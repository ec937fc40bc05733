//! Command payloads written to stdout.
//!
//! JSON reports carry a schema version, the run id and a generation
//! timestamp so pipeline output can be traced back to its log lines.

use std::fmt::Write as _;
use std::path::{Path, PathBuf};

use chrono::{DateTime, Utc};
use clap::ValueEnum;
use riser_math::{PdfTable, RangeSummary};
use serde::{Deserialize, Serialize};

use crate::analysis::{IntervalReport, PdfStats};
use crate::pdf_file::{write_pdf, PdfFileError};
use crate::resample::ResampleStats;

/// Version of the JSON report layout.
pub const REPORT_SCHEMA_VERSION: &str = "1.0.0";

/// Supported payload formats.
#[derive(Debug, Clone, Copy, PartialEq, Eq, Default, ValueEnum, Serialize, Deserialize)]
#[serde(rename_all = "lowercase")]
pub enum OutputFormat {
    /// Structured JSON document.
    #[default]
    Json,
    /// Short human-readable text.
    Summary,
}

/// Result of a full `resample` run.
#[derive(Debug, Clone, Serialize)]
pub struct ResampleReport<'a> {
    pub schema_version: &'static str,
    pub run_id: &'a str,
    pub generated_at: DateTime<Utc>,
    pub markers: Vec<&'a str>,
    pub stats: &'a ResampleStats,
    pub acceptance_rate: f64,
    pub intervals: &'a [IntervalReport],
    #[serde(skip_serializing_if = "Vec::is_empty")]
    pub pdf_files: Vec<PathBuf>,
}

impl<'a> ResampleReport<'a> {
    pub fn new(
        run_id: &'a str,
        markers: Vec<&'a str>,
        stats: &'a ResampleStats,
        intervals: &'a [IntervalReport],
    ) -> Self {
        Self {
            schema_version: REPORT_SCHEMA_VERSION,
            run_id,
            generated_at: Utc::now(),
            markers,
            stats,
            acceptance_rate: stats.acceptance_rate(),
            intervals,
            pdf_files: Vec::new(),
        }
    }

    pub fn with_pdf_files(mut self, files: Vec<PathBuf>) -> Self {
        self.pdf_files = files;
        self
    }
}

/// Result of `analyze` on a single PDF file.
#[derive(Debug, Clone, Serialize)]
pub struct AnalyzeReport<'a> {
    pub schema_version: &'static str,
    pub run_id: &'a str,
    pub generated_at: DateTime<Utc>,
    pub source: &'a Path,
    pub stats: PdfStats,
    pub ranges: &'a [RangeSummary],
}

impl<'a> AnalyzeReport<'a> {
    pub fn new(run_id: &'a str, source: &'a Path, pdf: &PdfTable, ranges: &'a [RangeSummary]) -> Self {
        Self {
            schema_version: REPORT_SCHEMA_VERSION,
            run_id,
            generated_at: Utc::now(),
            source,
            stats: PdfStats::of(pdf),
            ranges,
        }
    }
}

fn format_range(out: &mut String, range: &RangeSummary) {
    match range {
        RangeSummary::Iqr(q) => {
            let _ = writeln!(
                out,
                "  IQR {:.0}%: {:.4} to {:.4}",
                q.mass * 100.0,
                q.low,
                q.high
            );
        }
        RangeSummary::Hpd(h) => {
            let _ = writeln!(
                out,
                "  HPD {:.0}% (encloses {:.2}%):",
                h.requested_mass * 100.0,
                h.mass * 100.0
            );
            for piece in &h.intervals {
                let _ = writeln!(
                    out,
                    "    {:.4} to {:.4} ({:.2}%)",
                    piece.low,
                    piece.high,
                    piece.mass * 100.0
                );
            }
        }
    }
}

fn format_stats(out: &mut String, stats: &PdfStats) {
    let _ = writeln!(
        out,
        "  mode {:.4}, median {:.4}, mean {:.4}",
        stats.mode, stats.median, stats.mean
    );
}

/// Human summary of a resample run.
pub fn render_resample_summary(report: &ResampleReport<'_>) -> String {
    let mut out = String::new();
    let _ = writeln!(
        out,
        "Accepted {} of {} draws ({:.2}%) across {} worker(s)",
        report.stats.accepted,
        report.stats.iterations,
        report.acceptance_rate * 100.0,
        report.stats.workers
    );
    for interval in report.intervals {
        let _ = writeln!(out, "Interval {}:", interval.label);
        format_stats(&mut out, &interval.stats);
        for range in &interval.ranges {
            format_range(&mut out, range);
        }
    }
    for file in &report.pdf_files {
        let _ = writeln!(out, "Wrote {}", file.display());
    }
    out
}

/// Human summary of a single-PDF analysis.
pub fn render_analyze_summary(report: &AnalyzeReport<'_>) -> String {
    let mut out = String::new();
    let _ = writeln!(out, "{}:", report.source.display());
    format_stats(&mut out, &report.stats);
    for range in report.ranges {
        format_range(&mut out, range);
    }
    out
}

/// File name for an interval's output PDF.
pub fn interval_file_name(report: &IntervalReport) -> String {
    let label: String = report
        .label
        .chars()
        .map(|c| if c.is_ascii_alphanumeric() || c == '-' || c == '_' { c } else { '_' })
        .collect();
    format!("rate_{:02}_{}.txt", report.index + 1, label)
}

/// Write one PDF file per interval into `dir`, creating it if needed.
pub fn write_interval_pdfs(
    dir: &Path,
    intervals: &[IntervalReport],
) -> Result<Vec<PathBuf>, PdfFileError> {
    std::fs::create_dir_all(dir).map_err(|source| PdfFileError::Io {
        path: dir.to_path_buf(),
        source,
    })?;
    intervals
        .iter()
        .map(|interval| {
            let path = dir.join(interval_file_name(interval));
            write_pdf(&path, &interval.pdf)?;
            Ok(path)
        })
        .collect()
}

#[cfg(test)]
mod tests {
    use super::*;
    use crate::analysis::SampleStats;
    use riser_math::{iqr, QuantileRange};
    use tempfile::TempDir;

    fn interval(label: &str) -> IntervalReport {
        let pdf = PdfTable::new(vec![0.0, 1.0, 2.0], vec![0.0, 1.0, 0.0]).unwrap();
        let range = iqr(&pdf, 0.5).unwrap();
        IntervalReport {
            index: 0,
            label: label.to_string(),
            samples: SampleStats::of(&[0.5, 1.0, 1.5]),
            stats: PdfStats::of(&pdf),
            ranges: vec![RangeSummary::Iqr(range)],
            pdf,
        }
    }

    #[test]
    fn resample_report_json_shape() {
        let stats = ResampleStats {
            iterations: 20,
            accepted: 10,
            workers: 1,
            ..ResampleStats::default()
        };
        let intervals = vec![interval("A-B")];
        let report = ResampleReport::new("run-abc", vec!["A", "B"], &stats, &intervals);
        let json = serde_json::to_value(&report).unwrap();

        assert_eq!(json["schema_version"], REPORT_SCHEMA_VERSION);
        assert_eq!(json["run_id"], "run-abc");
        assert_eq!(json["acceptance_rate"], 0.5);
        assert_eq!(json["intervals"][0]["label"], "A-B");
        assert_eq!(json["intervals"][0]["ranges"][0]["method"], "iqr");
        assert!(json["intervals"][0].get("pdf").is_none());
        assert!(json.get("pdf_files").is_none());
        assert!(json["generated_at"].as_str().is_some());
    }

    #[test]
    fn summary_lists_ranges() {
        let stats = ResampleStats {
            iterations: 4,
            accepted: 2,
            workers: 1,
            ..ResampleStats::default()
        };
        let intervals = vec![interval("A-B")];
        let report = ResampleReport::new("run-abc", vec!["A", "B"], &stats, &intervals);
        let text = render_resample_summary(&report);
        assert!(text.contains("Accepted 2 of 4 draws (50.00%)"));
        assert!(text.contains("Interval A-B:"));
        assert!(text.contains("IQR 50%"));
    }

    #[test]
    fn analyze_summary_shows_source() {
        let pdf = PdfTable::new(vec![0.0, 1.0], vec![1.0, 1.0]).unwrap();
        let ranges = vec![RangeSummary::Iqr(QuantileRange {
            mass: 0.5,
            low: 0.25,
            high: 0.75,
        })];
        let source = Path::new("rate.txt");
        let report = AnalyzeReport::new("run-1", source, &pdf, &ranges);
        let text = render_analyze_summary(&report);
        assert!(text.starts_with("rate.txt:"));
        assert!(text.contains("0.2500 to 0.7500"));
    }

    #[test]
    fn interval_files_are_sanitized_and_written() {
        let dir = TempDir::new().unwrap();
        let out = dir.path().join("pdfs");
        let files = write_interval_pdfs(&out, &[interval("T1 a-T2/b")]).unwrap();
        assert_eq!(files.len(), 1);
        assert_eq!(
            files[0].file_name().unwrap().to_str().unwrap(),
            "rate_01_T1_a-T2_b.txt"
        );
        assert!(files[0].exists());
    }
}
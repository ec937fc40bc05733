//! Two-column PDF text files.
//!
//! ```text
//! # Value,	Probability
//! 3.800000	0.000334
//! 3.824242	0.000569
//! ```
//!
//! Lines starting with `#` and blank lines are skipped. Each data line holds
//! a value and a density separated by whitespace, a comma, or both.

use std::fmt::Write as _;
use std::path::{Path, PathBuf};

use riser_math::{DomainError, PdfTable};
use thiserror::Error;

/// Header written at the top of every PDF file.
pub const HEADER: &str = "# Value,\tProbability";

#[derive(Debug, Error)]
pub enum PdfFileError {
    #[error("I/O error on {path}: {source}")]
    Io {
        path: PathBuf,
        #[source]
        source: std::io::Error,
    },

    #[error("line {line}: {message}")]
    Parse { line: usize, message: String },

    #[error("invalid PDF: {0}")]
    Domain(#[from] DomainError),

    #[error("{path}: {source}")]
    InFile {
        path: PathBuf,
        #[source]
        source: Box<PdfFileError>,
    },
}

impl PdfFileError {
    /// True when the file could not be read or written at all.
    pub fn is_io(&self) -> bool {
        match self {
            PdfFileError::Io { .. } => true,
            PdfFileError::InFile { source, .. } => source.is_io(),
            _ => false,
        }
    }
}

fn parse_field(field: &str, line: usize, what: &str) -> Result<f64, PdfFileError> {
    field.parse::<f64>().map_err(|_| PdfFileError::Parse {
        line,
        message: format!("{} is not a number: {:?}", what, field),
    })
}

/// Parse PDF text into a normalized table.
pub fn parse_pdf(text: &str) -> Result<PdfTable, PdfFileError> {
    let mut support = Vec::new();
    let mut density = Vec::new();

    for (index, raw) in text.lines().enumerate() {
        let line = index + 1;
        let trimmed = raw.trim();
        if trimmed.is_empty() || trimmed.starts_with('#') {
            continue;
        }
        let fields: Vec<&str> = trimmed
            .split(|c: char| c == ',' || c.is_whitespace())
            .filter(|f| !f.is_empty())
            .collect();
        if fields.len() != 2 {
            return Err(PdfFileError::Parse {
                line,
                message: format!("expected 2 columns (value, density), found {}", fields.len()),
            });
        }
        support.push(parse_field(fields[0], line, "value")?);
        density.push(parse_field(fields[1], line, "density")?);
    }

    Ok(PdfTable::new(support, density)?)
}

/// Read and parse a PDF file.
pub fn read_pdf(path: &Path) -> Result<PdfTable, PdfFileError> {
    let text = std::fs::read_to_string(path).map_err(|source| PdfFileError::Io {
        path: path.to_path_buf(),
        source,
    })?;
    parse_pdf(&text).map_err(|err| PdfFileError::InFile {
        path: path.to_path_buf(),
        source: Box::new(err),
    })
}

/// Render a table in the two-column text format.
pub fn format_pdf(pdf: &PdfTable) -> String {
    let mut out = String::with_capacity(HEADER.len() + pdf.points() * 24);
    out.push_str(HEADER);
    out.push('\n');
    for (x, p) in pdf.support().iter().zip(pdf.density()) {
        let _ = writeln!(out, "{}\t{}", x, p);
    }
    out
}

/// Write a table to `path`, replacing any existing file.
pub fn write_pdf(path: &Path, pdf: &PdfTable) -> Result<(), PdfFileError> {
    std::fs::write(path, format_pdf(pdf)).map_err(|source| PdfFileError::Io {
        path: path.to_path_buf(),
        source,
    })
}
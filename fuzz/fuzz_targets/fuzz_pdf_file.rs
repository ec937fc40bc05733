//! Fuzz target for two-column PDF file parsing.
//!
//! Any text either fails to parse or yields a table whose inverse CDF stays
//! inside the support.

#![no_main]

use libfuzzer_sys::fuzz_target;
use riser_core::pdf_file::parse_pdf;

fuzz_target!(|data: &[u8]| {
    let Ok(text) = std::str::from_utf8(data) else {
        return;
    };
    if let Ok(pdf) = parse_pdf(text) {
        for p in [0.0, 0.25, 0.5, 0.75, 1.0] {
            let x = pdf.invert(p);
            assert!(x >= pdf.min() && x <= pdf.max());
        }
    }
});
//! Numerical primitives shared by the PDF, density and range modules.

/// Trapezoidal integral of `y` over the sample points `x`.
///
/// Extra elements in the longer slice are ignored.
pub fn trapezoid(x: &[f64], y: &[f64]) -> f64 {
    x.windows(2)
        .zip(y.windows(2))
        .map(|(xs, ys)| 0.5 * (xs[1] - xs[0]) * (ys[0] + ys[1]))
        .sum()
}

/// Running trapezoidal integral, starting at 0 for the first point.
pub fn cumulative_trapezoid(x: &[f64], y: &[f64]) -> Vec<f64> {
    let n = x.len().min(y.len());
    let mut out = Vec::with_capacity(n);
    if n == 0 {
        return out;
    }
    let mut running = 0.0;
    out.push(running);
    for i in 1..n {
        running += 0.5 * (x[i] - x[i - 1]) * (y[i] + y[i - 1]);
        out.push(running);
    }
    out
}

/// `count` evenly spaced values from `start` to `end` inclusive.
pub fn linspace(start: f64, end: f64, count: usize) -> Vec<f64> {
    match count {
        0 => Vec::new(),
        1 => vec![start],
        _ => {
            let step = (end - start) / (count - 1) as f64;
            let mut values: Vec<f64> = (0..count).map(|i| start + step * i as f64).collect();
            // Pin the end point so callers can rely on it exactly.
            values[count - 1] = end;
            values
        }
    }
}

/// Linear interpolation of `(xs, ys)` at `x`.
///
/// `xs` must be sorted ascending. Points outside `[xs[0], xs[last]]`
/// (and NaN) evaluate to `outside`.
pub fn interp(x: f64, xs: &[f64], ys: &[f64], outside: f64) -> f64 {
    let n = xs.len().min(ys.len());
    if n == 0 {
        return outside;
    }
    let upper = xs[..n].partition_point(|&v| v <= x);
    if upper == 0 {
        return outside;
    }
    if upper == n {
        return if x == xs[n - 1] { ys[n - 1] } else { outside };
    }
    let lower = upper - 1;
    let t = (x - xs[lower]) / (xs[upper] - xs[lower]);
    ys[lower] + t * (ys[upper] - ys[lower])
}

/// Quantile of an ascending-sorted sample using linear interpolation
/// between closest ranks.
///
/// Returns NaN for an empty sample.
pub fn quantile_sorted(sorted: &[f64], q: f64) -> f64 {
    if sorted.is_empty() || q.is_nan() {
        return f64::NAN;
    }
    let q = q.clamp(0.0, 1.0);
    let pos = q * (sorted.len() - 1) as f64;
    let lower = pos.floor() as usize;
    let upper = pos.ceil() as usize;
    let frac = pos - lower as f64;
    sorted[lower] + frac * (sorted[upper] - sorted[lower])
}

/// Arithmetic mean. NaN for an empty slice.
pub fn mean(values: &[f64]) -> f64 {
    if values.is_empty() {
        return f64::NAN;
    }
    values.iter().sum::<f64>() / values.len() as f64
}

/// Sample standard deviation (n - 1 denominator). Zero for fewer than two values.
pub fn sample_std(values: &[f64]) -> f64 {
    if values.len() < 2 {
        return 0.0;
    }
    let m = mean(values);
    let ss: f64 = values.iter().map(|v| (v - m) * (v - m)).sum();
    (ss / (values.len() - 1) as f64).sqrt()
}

--

▸ Work instructions
For the listing above, identify each line bearing "IntervalReport".

▸ Solution below
use crate::analysis::{IntervalReport, PdfStats};
    pub intervals: &'a [IntervalReport],
        intervals: &'a [IntervalReport],
pub fn interval_file_name(report: &IntervalReport) -> String {
    intervals: &[IntervalReport],
    fn interval(label: &str) -> IntervalReport {
        IntervalReport {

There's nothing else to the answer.